• [EXERCISE PROMPT]:
Entries must be copied exactly, with nothing left out.
⁂
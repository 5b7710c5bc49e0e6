//! Go: functions, receiver methods, struct/interface/alias types.

use super::{BlockStyle, LanguageSpec, VisibilityStyle};
use crate::analysis::ElementKind;

pub(super) fn spec() -> LanguageSpec {
    LanguageSpec::new("go", "Go")
        .single_comment("//")
        .multi_comment("/*", "*/")
        .strings(&["\"", "`"])
        .blocks(BlockStyle::Braces)
        .visibility(VisibilityStyle::Capitalized)
        .rule(ElementKind::Function, r"^(\s*func\s+(\w+)\s*\()")
        .rule(
            ElementKind::Method,
            r"^(\s*func\s+\(\s*\w+\s+\*?\w+\s*\)\s+(\w+)\s*\()",
        )
        .rule(ElementKind::Struct, r"^(\s*type\s+(\w+)\s+struct\b)")
        .rule(ElementKind::Interface, r"^(\s*type\s+(\w+)\s+interface\b)")
        // struct and interface types are claimed by the rules above
        .rule(ElementKind::TypeAlias, r"^(\s*type\s+(\w+)\s+\w)")
        .rule(ElementKind::Constant, r"^(\s*(?:const|var)\s+(\w+))")
        .rule(ElementKind::Import, r"^(\s*import\s+(.+))")
        .rule(ElementKind::Module, r"^(\s*package\s+(\w+))")
}
//! Documentation comment parsing.
//!
//! Understands Doxygen/Javadoc style tags (`@brief`, `\param`, ...) in any
//! comment dialect the language table knows: `/** */`, `///`, `#`, `--`,
//! triple-quoted docstrings. Comments without recognized tags parse to an
//! empty map.

use lazy_static::lazy_static;
use regex::Regex;
use std::collections::BTreeMap;

/// Tag name to the content of each occurrence, in source order.
pub type DocFields = BTreeMap<String, Vec<String>>;

/// Recognized tags in presentation order.
pub const DOC_TAGS: &[&str] = &[
    "brief",
    "details",
    "param",
    "param[in]",
    "param[out]",
    "return",
    "retval",
    "exception",
    "throws",
    "warning",
    "deprecated",
    "note",
    "see",
    "sa",
    "satisfies",
    "pre",
    "post",
];

/// Lines made only of comment delimiters.
const BARE_DELIMITERS: &[&str] = &[
    "/**", "/*", "*/", "/*!", "///", "//!", "\"\"\"", "'''", "{-", "-}", "--[[", "]]", "=begin",
    "=end", "=pod", "=cut",
];

lazy_static! {
    static ref TAG_PATTERN: Regex = Regex::new(
        r"[@\\](?:(param)(?:(\[[^\]]+\])|\b)|(satisfies|deprecated|exception|details|warning|returns|retval|return|throws|brief|note|post|see|pre|sa)\b)"
    )
    .unwrap();

    static ref LEADING_MARKER: Regex = Regex::new(
        r#"^\s*(?:/\*+!?|/{2,3}!?|\*+|#+|--\[\[|--|\{-|"""|''')?\s*(?:!?<\s*)?"#
    )
    .unwrap();

    static ref TRAILING_MARKER: Regex =
        Regex::new(r#"\s*(?:\*+/|"""|'''|-\}|\]\])\s*$"#).unwrap();

    static ref SPACE_RUN: Regex = Regex::new(r"[ \t]+").unwrap();
}

/// Remove comment delimiters, leaving one content line per input line.
fn strip_delimiters(text: &str) -> Vec<String> {
    text.lines()
        .filter(|line| !BARE_DELIMITERS.contains(&line.trim()))
        .map(|line| {
            let line = LEADING_MARKER.replace(line, "");
            TRAILING_MARKER.replace(&line, "").into_owned()
        })
        .collect()
}

/// Collapse whitespace runs, trim lines, and squeeze blank lines.
fn normalize_content(content: &str) -> String {
    let mut out: Vec<String> = Vec::new();
    for line in content.lines() {
        let line = SPACE_RUN.replace_all(line.trim(), " ").into_owned();
        if line.is_empty() && out.last().map_or(true, |l: &String| l.is_empty()) {
            continue;
        }
        out.push(line);
    }
    while out.last().map_or(false, |l| l.is_empty()) {
        out.pop();
    }
    out.join("\n")
}

/// Extract tagged fields from a documentation comment.
pub fn parse_doc_comment(text: &str) -> DocFields {
    let mut fields = DocFields::new();
    if text.trim().is_empty() {
        return fields;
    }

    let cleaned = strip_delimiters(text).join("\n");
    let tags: Vec<(String, usize, usize)> = TAG_PATTERN
        .captures_iter(&cleaned)
        .filter_map(|caps| {
            let whole = caps.get(0)?;
            let key = if caps.get(1).is_some() {
                let direction = caps.get(2).map_or("", |m| m.as_str());
                format!("param{}", direction)
            } else {
                match caps.get(3)?.as_str() {
                    "returns" => "return".to_string(),
                    other => other.to_string(),
                }
            };
            Some((key, whole.start(), whole.end()))
        })
        .collect();

    for (idx, (key, _, content_start)) in tags.iter().enumerate() {
        let content_end = tags
            .get(idx + 1)
            .map_or(cleaned.len(), |(_, next_start, _)| *next_start);
        let content = normalize_content(&cleaned[*content_start..content_end]);
        if !content.is_empty() {
            fields.entry(key.clone()).or_default().push(content);
        }
    }
    fields
}

/// Render fields as Markdown bullets, one per tag, in [`DOC_TAGS`] order.
///
/// Tags outside the fixed list (unusual `param[...]` directions) follow in
/// key order.
pub fn format_doc_fields_markdown(fields: &DocFields) -> Vec<String> {
    let known = DOC_TAGS
        .iter()
        .filter_map(|tag| fields.get_key_value(*tag));
    let extra = fields
        .iter()
        .filter(|(key, _)| !DOC_TAGS.contains(&key.as_str()));

    known
        .chain(extra)
        .map(|(tag, values)| {
            let joined = values
                .iter()
                .map(|v| v.replace('\n', " "))
                .collect::<Vec<_>>()
                .join(" ");
            format!("- {}: {}", capitalize(tag), joined)
        })
        .collect()
}

fn capitalize(tag: &str) -> String {
    let mut chars = tag.chars();
    match chars.next() {
        Some(first) => first.to_uppercase().chain(chars).collect(),
        None => String::new(),
    }
}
⁂
• [RESULT]:
repository 5b7710c5bc49e0e6
//! Go: functions, receiver methods, struct/interface/alias types.

use super::{BlockStyle, LanguageSpec, VisibilityStyle};
use crate::analysis::ElementKind;

pub(super) fn spec() -> LanguageSpec {
    LanguageSpec::new("go", "Go")
        .single_comment("//")
        .multi_comment("/*", "*/")
        .strings(&["\"", "`"])
        .blocks(BlockStyle::Braces)
        .visibility(VisibilityStyle::Capitalized)
        .rule(ElementKind::Function, r"^(\s*func\s+(\w+)\s*\()")
        .rule(
            ElementKind::Method,
            r"^(\s*func\s+\(\s*\w+\s+\*?\w+\s*\)\s+(\w+)\s*\()",
        )
        .rule(ElementKind::Struct, r"^(\s*type\s+(\w+)\s+struct\b)")
        .rule(ElementKind::Interface, r"^(\s*type\s+(\w+)\s+interface\b)")
        // struct and interface types are claimed by the rules above
        .rule(ElementKind::TypeAlias, r"^(\s*type\s+(\w+)\s+\w)")
        .rule(ElementKind::Constant, r"^(\s*(?:const|var)\s+(\w+))")
        .rule(ElementKind::Import, r"^(\s*import\s+(.+))")
        .rule(ElementKind::Module, r"^(\s*package\s+(\w+))")
}
//! Documentation comment parsing.
//!
//! Understands Doxygen/Javadoc style tags (`@brief`, `\param`, ...) in any
//! comment dialect the language table knows: `/** */`, `///`, `#`, `--`,
//! triple-quoted docstrings. Comments without recognized tags parse to an
//! empty map.

use lazy_static::lazy_static;
use regex::Regex;
use std::collections::BTreeMap;

/// Tag name to the content of each occurrence, in source order.
pub type DocFields = BTreeMap<String, Vec<String>>;

/// Recognized tags in presentation order.
pub const DOC_TAGS: &[&str] = &[
    "brief",
    "details",
    "param",
    "param[in]",
    "param[out]",
    "return",
    "retval",
    "exception",
    "throws",
    "warning",
    "deprecated",
    "note",
    "see",
    "sa",
    "satisfies",
    "pre",
    "post",
];

/// Lines made only of comment delimiters.
const BARE_DELIMITERS: &[&str] = &[
    "/**", "/*", "*/", "/*!", "///", "//!", "\"\"\"", "'''", "{-", "-}", "--[[", "]]", "=begin",
    "=end", "=pod", "=cut",
];

lazy_static! {
    static ref TAG_PATTERN: Regex = Regex::new(
        r"[@\\](?:(param)(?:(\[[^\]]+\])|\b)|(satisfies|deprecated|exception|details|warning|returns|retval|return|throws|brief|note|post|see|pre|sa)\b)"
    )
    .unwrap();

    static ref LEADING_MARKER: Regex = Regex::new(
        r#"^\s*(?:/\*+!?|/{2,3}!?|\*+|#+|--\[\[|--|\{-|"""|''')?\s*(?:!?<\s*)?"#
    )
    .unwrap();

    static ref TRAILING_MARKER: Regex =
        Regex::new(r#"\s*(?:\*+/|"""|'''|-\}|\]\])\s*$"#).unwrap();

    static ref SPACE_RUN: Regex = Regex::new(r"[ \t]+").unwrap();
}

/// Remove comment delimiters, leaving one content line per input line.
fn strip_delimiters(text: &str) -> Vec<String> {
    text.lines()
        .filter(|line| !BARE_DELIMITERS.contains(&line.trim()))
        .map(|line| {
            let line = LEADING_MARKER.replace(line, "");
            TRAILING_MARKER.replace(&line, "").into_owned()
        })
        .collect()
}

/// Collapse whitespace runs, trim lines, and squeeze blank lines.
fn normalize_content(content: &str) -> String {
    let mut out: Vec<String> = Vec::new();
    for line in content.lines() {
        let line = SPACE_RUN.replace_all(line.trim(), " ").into_owned();
        if line.is_empty() && out.last().map_or(true, |l: &String| l.is_empty()) {
            continue;
        }
        out.push(line);
    }
    while out.last().map_or(false, |l| l.is_empty()) {
        out.pop();
    }
    out.join("\n")
}

/// Extract tagged fields from a documentation comment.
pub fn parse_doc_comment(text: &str) -> DocFields {
    let mut fields = DocFields::new();
    if text.trim().is_empty() {
        return fields;
    }

    let cleaned = strip_delimiters(text).join("\n");
    let tags: Vec<(String, usize, usize)> = TAG_PATTERN
        .captures_iter(&cleaned)
        .filter_map(|caps| {
            let whole = caps.get(0)?;
            let key = if caps.get(1).is_some() {
                let direction = caps.get(2).map_or("", |m| m.as_str());
                format!("param{}", direction)
            } else {
                match caps.get(3)?.as_str() {
                    "returns" => "return".to_string(),
                    other => other.to_string(),
                }
            };
            Some((key, whole.start(), whole.end()))
        })
        .collect();

    for (idx, (key, _, content_start)) in tags.iter().enumerate() {
        let content_end = tags
            .get(idx + 1)
            .map_or(cleaned.len(), |(_, next_start, _)| *next_start);
        let content = normalize_content(&cleaned[*content_start..content_end]);
        if !content.is_empty() {
            fields.entry(key.clone()).or_default().push(content);
        }
    }
    fields
}

/// Render fields as Markdown bullets, one per tag, in [`DOC_TAGS`] order.
///
/// Tags outside the fixed list (unusual `param[...]` directions) follow in
/// key order.
pub fn format_doc_fields_markdown(fields: &DocFields) -> Vec<String> {
    let known = DOC_TAGS
        .iter()
        .filter_map(|tag| fields.get_key_value(*tag));
    let extra = fields
        .iter()
        .filter(|(key, _)| !DOC_TAGS.contains(&key.as_str()));

    known
        .chain(extra)
        .map(|(tag, values)| {
            let joined = values
                .iter()
                .map(|v| v.replace('\n', " "))
                .collect::<Vec<_>>()
                .join(" ");
            format!("- {}: {}", capitalize(tag), joined)
        })
        .collect()
}

fn capitalize(tag: &str) -> String {
    let mut chars = tag.chars();
    match chars.next() {
        Some(first) => first.to_uppercase().chain(chars).collect(),
        None => String::new(),
    }
}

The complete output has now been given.